Records from a dataset:
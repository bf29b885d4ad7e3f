use std::collections::HashMap;
use std::env;
use std::path::PathBuf;
use std::sync::Arc;
use std::time::Duration;

use serde::{Deserialize, Serialize};

use crate::error::ConfigError;
use crate::features::endpoint::{DisabledEndpoint, HttpEndpoint, RemoteEndpoint};
use crate::features::storage::preferred_data_dir;

const DEFAULT_TIMEOUT_SECS: u64 = 30;

#[derive(Debug, Clone, PartialEq, Eq, Serialize, Deserialize)]
#[serde(default)]
pub struct Config {
    pub storage_dir: Option<PathBuf>,
    pub endpoint_url: Option<String>,
    pub endpoint_token: Option<String>,
    pub request_timeout_secs: u64,
    pub start_online: bool,
}

impl Default for Config {
    fn default() -> Self {
        Self {
            storage_dir: None,
            endpoint_url: None,
            endpoint_token: None,
            request_timeout_secs: DEFAULT_TIMEOUT_SECS,
            start_online: false,
        }
    }
}

impl Config {
    pub fn from_env() -> Result<Self, ConfigError> {
        let mut config = Self::default();
        let vars: HashMap<String, String> = [
            ("storage_dir", "FIELDSIGN_STORAGE_DIR"),
            ("endpoint_url", "FIELDSIGN_ENDPOINT_URL"),
            ("endpoint_token", "FIELDSIGN_ENDPOINT_TOKEN"),
            ("request_timeout_secs", "FIELDSIGN_REQUEST_TIMEOUT"),
            ("start_online", "FIELDSIGN_START_ONLINE"),
        ]
        .into_iter()
        .filter_map(|(field, var)| env::var(var).ok().map(|value| (field.to_string(), value)))
        .collect();
        config.apply_bindings(&vars)?;
        Ok(config)
    }

    /// Overlays string values keyed by field name, as sent by the host.
    pub fn apply_bindings(&mut self, bindings: &HashMap<String, String>) -> Result<(), ConfigError> {
        let non_empty = |key: &str| {
            bindings
                .get(key)
                .map(|v| v.trim())
                .filter(|v| !v.is_empty())
                .map(str::to_string)
        };
        if let Some(dir) = non_empty("storage_dir") {
            self.storage_dir = Some(PathBuf::from(dir));
        }
        if let Some(url) = non_empty("endpoint_url") {
            self.endpoint_url = Some(url);
        }
        if let Some(token) = non_empty("endpoint_token") {
            self.endpoint_token = Some(token);
        }
        if let Some(raw) = non_empty("request_timeout_secs") {
            self.request_timeout_secs = raw
                .parse::<u64>()
                .ok()
                .filter(|secs| *secs > 0)
                .ok_or(ConfigError::InvalidValue {
                    name: "request_timeout_secs",
                    value: raw,
                })?;
        }
        if let Some(raw) = non_empty("start_online") {
            self.start_online = match raw.to_ascii_lowercase().as_str() {
                "1" | "true" | "yes" | "on" => true,
                "0" | "false" | "no" | "off" => false,
                _ => {
                    return Err(ConfigError::InvalidValue {
                        name: "start_online",
                        value: raw,
                    })
                }
            };
        }
        Ok(())
    }

    pub fn resolved_storage_dir(&self) -> PathBuf {
        self.storage_dir.clone().unwrap_or_else(preferred_data_dir)
    }

    pub fn request_timeout(&self) -> Duration {
        Duration::from_secs(self.request_timeout_secs)
    }

    pub fn build_endpoint(&self) -> Result<Arc<dyn RemoteEndpoint>, ConfigError> {
        match &self.endpoint_url {
            Some(url) => Ok(Arc::new(HttpEndpoint::new(
                url,
                self.endpoint_token.clone(),
                self.request_timeout(),
            )?)),
            None => {
                log::warn!("no sync endpoint configured; signatures will stay pending");
                Ok(Arc::new(DisabledEndpoint))
            }
        }
    }
}
impl<R: StoredRecord> RecordStore<R> {
    pub fn new(backend: Arc<dyn KeyValueStore>) -> Self {
        Self {
            backend,
            write_lock: Mutex::new(()),
            last_decode_error: StdMutex::new(None),
            _kind: PhantomData,
        }
    }

    pub fn storage_key(&self) -> &'static str {
        R::STORAGE_KEY
    }

    /// Key an unreadable payload is copied to before the store starts over. Slot 0 is
    /// `<key>.corrupt`; later, different payloads go to `<key>.corrupt.1`, `.2`, ...
    pub fn quarantine_key(&self, slot: usize) -> String {
        match slot {
            0 => format!("{}.corrupt", R::STORAGE_KEY),
            n => format!("{}.corrupt.{n}", R::STORAGE_KEY),
        }
    }

    pub async fn list(&self) -> Result<Vec<R>> {
        let _guard = self.write_lock.lock().await;
        Ok(self.load()?)
    }

    pub async fn list_unsynced(&self) -> Result<Vec<R>> {
        Ok(self
            .list()
            .await?
            .into_iter()
            .filter(|record| !record.is_synced())
            .collect())
    }

    pub async fn len(&self) -> Result<usize> {
        Ok(self.list().await?.len())
    }

    pub async fn is_empty(&self) -> Result<bool> {
        Ok(self.len().await? == 0)
    }

    pub async fn unsynced_count(&self) -> Result<usize> {
        Ok(self.list_unsynced().await?.len())
    }

    pub async fn get(&self, id: Uuid) -> Result<Option<R>> {
        Ok(self.list().await?.into_iter().find(|record| record.id() == id))
    }

    /// Flips `synced` on the record with `id`. Unknown ids and already-synced records
    /// are left alone; the return value says whether anything was written.
    pub async fn mark_synced(&self, id: Uuid) -> Result<bool> {
        let _guard = self.write_lock.lock().await;
        let mut records = self.load()?;
        let Some(record) = records.iter_mut().find(|record| record.id() == id) else {
            log::debug!("mark_synced: {} not in {}", id, R::STORAGE_KEY);
            return Ok(false);
        };
        if record.is_synced() {
            return Ok(false);
        }
        record.mark_synced();
        self.persist(&records)?;
        Ok(true)
    }

    /// Problem met by the most recent decode of the persisted sequence, if it failed.
    pub fn last_decode_error(&self) -> Option<String> {
        self.last_decode_error
            .lock()
            .ok()
            .and_then(|slot| slot.clone())
    }

    /// Appends the record produced by `build`, which receives the creation timestamp.
    pub(crate) async fn append_with(&self, build: impl FnOnce(DateTime<Utc>) -> R) -> Result<R> {
        let _guard = self.write_lock.lock().await;
        let mut records = self.load()?;
        // Never earlier than the last entry, even if the wall clock stepped back.
        let created_at = records
            .last()
            .map(|last| last.created_at().max(Utc::now()))
            .unwrap_or_else(Utc::now);
        let record = build(created_at);
        records.push(record.clone());
        self.persist(&records)?;
        log::info!(
            "stored {:?} {} for document {} ({} total)",
            R::KIND,
            record.id(),
            record.document_id(),
            records.len()
        );
        Ok(record)
    }

    fn load(&self) -> Result<Vec<R>, PersistenceError> {
        let Some(raw) = self.backend.read(R::STORAGE_KEY)? else {
            self.set_decode_error(None);
            return Ok(Vec::new());
        };
        match serde_json::from_str::<Vec<R>>(&raw) {
            Ok(records) => {
                self.set_decode_error(None);
                Ok(records)
            }
            Err(e) => {
                let problem = DecodeError::from(e);
                log::warn!(
                    "{} is unreadable, treating as empty: {}",
                    R::STORAGE_KEY,
                    problem
                );
                self.quarantine(&raw);
                self.set_decode_error(Some(problem.to_string()));
                Ok(Vec::new())
            }
        }
    }

    /// Keeps a copy of an unreadable payload in the first free quarantine slot. An
    /// identical copy already in a slot is left as is. Failures are only logged.
    fn quarantine(&self, raw: &str) {
        for slot in 0..QUARANTINE_SLOTS {
            let key = self.quarantine_key(slot);
            match self.backend.read(&key) {
                Ok(Some(existing)) if existing == raw => return,
                Ok(Some(_)) => continue,
                Ok(None) => {
                    match self.backend.write(&key, raw) {
                        Ok(()) => log::warn!("unreadable {} copied to {}", R::STORAGE_KEY, key),
                        Err(e) => log::warn!("could not quarantine {}: {}", R::STORAGE_KEY, e),
                    }
                    return;
                }
                Err(e) => {
                    log::warn!("could not quarantine {}: {}", R::STORAGE_KEY, e);
                    return;
                }
            }
        }
        log::warn!(
            "all {} quarantine slots of {} are taken, payload dropped",
            QUARANTINE_SLOTS,
            R::STORAGE_KEY
        );
    }

    fn set_decode_error(&self, problem: Option<String>) {
        if let Ok(mut slot) = self.last_decode_error.lock() {
            *slot = problem;
        }
    }

    fn persist(&self, records: &[R]) -> Result<(), PersistenceError> {
        let text = serde_json::to_string(records).map_err(|source| PersistenceError::Encode {
            key: R::STORAGE_KEY.to_string(),
            source,
        })?;
        self.backend.write(R::STORAGE_KEY, &text)
    }
}

impl RecordStore<SignatureRecord> {
    pub async fn append_signature(
        &self,
        document_id: &str,
        document_type: DocumentType,
        image: SignatureImage,
    ) -> Result<SignatureRecord> {
        self.append_with(|created_at| {
            SignatureRecord::new(document_id, document_type, image, created_at)
        })
        .await
    }
}

impl RecordStore<PdfSignatureRecord> {
    /// Annotates `original` and stores the result. Nothing is stored when annotation fails.
    pub async fn append_pdf_signature(
        &self,
        document_id: &str,
        original: Vec<u8>,
        image: SignatureImage,
        placement: Placement,
    ) -> Result<PdfSignatureRecord> {
        let (original, image, signed) = tokio::task::spawn_blocking(move || {
            let signed = pdf::annotate(&original, &image, &placement);
            (original, image, signed)
        })
        .await?;
        let signed = signed?;
        self.append_with(|created_at| {
            PdfSignatureRecord::new(document_id, image, original, signed, placement, created_at)
        })
        .await
    }
}
use std::io::Cursor;

use base64::engine::general_purpose::STANDARD as B64;
use base64::Engine;
use image::{DynamicImage, ImageFormat, ImageOutputFormat, RgbaImage};
use serde::{Deserialize, Serialize};
use serde_json::Value;

use crate::error::{CaptureError, DecodeError};

pub const PNG_MIME: &str = "image/png";

/// Maps a byte buffer to the integer-array form written to the text-only store.
pub fn encode_for_storage(bytes: &[u8]) -> Value {
    Value::Array(bytes.iter().map(|b| Value::from(*b)).collect())
}

/// Inverse of [`encode_for_storage`].
///
/// A base64 string is accepted as well, so a store written with the compact
/// encoding stays readable.
pub fn decode_from_storage(stored: &Value) -> Result<Vec<u8>, DecodeError> {
    match stored {
        Value::Array(items) => items
            .iter()
            .enumerate()
            .map(|(index, item)| {
                item.as_u64()
                    .and_then(|v| u8::try_from(v).ok())
                    .ok_or_else(|| DecodeError::ByteOutOfRange {
                        index,
                        value: item.to_string(),
                    })
            })
            .collect(),
        Value::String(text) => Ok(B64.decode(text.as_bytes())?),
        Value::Null => Err(DecodeError::UnsupportedShape("null")),
        Value::Bool(_) => Err(DecodeError::UnsupportedShape("bool")),
        Value::Number(_) => Err(DecodeError::UnsupportedShape("number")),
        Value::Object(_) => Err(DecodeError::UnsupportedShape("object")),
    }
}

/// Serde adapter for `Vec<u8>` fields persisted through the storage codec.
pub mod storage_bytes {
    use serde::de::Error as _;
    use serde::{Deserialize, Deserializer, Serializer};
    use serde_json::Value;

    pub fn serialize<S: Serializer>(bytes: &[u8], serializer: S) -> Result<S::Ok, S::Error> {
        serializer.collect_seq(bytes.iter())
    }

    pub fn deserialize<'de, D: Deserializer<'de>>(deserializer: D) -> Result<Vec<u8>, D::Error> {
        let value = Value::deserialize(deserializer)?;
        super::decode_from_storage(&value).map_err(D::Error::custom)
    }
}

/// Same as [`storage_bytes`] for optional fields; `null` and a missing field both decode to `None`.
pub mod storage_bytes_opt {
    use serde::de::Error as _;
    use serde::{Deserialize, Deserializer, Serializer};
    use serde_json::Value;

    pub fn serialize<S: Serializer>(
        bytes: &Option<Vec<u8>>,
        serializer: S,
    ) -> Result<S::Ok, S::Error> {
        match bytes {
            Some(bytes) => serializer.collect_seq(bytes.iter()),
            None => serializer.serialize_none(),
        }
    }

    pub fn deserialize<'de, D: Deserializer<'de>>(
        deserializer: D,
    ) -> Result<Option<Vec<u8>>, D::Error> {
        match Option::<Value>::deserialize(deserializer)? {
            Some(value) => super::decode_from_storage(&value)
                .map(Some)
                .map_err(D::Error::custom),
            None => Ok(None),
        }
    }
}

/// Encoded raster image of a captured stroke.
#[derive(Debug, Clone, PartialEq, Eq, Serialize, Deserialize)]
pub struct SignatureImage {
    pub mime: String,
    #[serde(with = "storage_bytes")]
    pub bytes: Vec<u8>,
}

impl SignatureImage {
    pub fn png(bytes: Vec<u8>) -> Self {
        Self {
            mime: PNG_MIME.to_string(),
            bytes,
        }
    }

    /// Parses `data:<mime>;base64,<payload>` as produced by a canvas export.
    pub fn from_data_url(input: &str) -> Result<Self, CaptureError> {
        let rest = input
            .trim()
            .strip_prefix("data:")
            .ok_or_else(|| CaptureError::DataUrl("missing data: prefix".into()))?;
        let (header, payload) = rest
            .split_once(',')
            .ok_or_else(|| CaptureError::DataUrl("missing payload separator".into()))?;
        let mime = header
            .strip_suffix(";base64")
            .ok_or_else(|| CaptureError::DataUrl(format!("not base64 encoded: {header}")))?;
        if mime.is_empty() {
            return Err(CaptureError::DataUrl("empty mime type".into()));
        }
        let bytes = B64.decode(payload.trim().as_bytes())?;
        Ok(Self {
            mime: mime.to_string(),
            bytes,
        })
    }

    /// Accepts either a data url or bare base64; the mime tag of bare input is sniffed.
    pub fn from_base64(input: &str) -> Result<Self, CaptureError> {
        if input.trim_start().starts_with("data:") {
            return Self::from_data_url(input);
        }
        let bytes = B64.decode(input.trim().as_bytes())?;
        let mime = sniff_mime(&bytes).to_string();
        Ok(Self { mime, bytes })
    }

    pub fn to_data_url(&self) -> String {
        format!("data:{};base64,{}", self.mime, B64.encode(&self.bytes))
    }

    /// Pixel size read from the image header.
    pub fn dimensions(&self) -> Result<(u32, u32), image::ImageError> {
        image::io::Reader::new(Cursor::new(&self.bytes))
            .with_guessed_format()?
            .into_dimensions()
    }
}

fn sniff_mime(bytes: &[u8]) -> &'static str {
    match image::guess_format(bytes) {
        Ok(ImageFormat::Png) => PNG_MIME,
        Ok(ImageFormat::Jpeg) => "image/jpeg",
        Ok(ImageFormat::WebP) => "image/webp",
        _ => "application/octet-stream",
    }
}

/// Encodes the RGBA pixels of a drawing surface as PNG.
pub fn encode_capture(width: u32, height: u32, rgba: &[u8]) -> Result<SignatureImage, CaptureError> {
    if width == 0 || height == 0 {
        return Err(CaptureError::Empty);
    }
    let expected = width as usize * height as usize * 4;
    if rgba.len() != expected {
        return Err(CaptureError::BufferSize {
            width,
            height,
            expected,
            actual: rgba.len(),
        });
    }
    let canvas = RgbaImage::from_raw(width, height, rgba.to_vec()).ok_or(CaptureError::BufferSize {
        width,
        height,
        expected,
        actual: rgba.len(),
    })?;
    let mut out = Cursor::new(Vec::new());
    DynamicImage::ImageRgba8(canvas).write_to(&mut out, ImageOutputFormat::Png)?;
    Ok(SignatureImage::png(out.into_inner()))
}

Required work
Work out how many lines above contain "HashMap"; write only the number.

Response area
3